(Saved data entries)
==================================================

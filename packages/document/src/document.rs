//! A document: its block tree plus everything that travels with it.

use crate::continuity::ContinuityLedger;
use crate::id::{BlockId, DocumentId};
use crate::numbering::NumberingState;
use crate::revisions::RevisionMarks;
use crate::source::BlockSource;
use crate::tree::BlockTree;
use scriptory_templates::{
    DocumentType, Template, TemplateId, TemplateOverrides, TemplateRegistry, TemplateWarning,
};
use std::sync::Arc;

#[derive(Debug, Clone)]
pub struct Document {
    pub id: DocumentId,
    pub template_ref: TemplateId,
    pub overrides: TemplateOverrides,
    pub numbering: NumberingState,
    pub revisions: RevisionMarks,
    /// Derived from the current layout; not persisted
    pub continuity: ContinuityLedger,
    pub tree: BlockTree,
}

impl Document {
    /// Empty document of the given type using that type's built-in template
    pub fn new(id: DocumentId, document_type: DocumentType) -> Self {
        Self::with_template(id, document_type, TemplateId::new(document_type.builtin_template()))
    }

    pub fn with_template(id: DocumentId, document_type: DocumentType, template: TemplateId) -> Self {
        Self {
            id,
            template_ref: template,
            overrides: TemplateOverrides::default(),
            numbering: NumberingState::new(),
            revisions: RevisionMarks::new(),
            continuity: ContinuityLedger::new(),
            tree: BlockTree::new(document_type),
        }
    }

    pub fn document_type(&self) -> DocumentType {
        self.tree.document_type()
    }

    pub fn root(&self) -> BlockId {
        self.tree.root()
    }

    /// The template this document formats with: the referenced template (or
    /// the registry fallback) with this document's overrides applied.
    pub fn effective_template(
        &self,
        registry: &TemplateRegistry,
    ) -> (Arc<Template>, Option<TemplateWarning>) {
        let (template, warning) = registry.resolve_or_default(&self.template_ref);
        if self.overrides.is_empty() {
            (template, warning)
        } else {
            (Arc::new(template.with_overrides(&self.overrides)), warning)
        }
    }
}
//! Cooperative cancellation by edit generation.
//!
//! Every edit bumps a shared generation counter. A layout job remembers the
//! generation it was started for and stops at the next page boundary once
//! the counter has moved on.

use std::sync::atomic::{AtomicU64, Ordering};
use std::sync::Arc;

/// Shared edit generation counter
#[derive(Debug, Clone, Default)]
pub struct Generation {
    current: Arc<AtomicU64>,
}

impl Generation {
    pub fn new() -> Self {
        Self::default()
    }

    pub fn current(&self) -> u64 {
        self.current.load(Ordering::Acquire)
    }

    /// Advance the generation, cancelling every outstanding token.
    pub fn bump(&self) -> u64 {
        self.current.fetch_add(1, Ordering::AcqRel) + 1
    }

    /// Token valid until the next bump
    pub fn token(&self) -> CancelToken {
        CancelToken {
            counter: Some(self.current.clone()),
            generation: self.current(),
        }
    }
}

#[derive(Debug, Clone, Default)]
pub struct CancelToken {
    counter: Option<Arc<AtomicU64>>,
    generation: u64,
}

impl CancelToken {
    /// A token that is never cancelled
    pub fn never() -> Self {
        Self::default()
    }

    pub fn generation(&self) -> u64 {
        self.generation
    }

    pub fn is_cancelled(&self) -> bool {
        self.counter
            .as_ref()
            .map(|counter| counter.load(Ordering::Acquire) != self.generation)
            .unwrap_or(false)
    }
}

==================================================

When a line contains the string "counter", count that line; once every line of the records has been checked, state the count alone.

== WRITTEN SOLUTION ==
7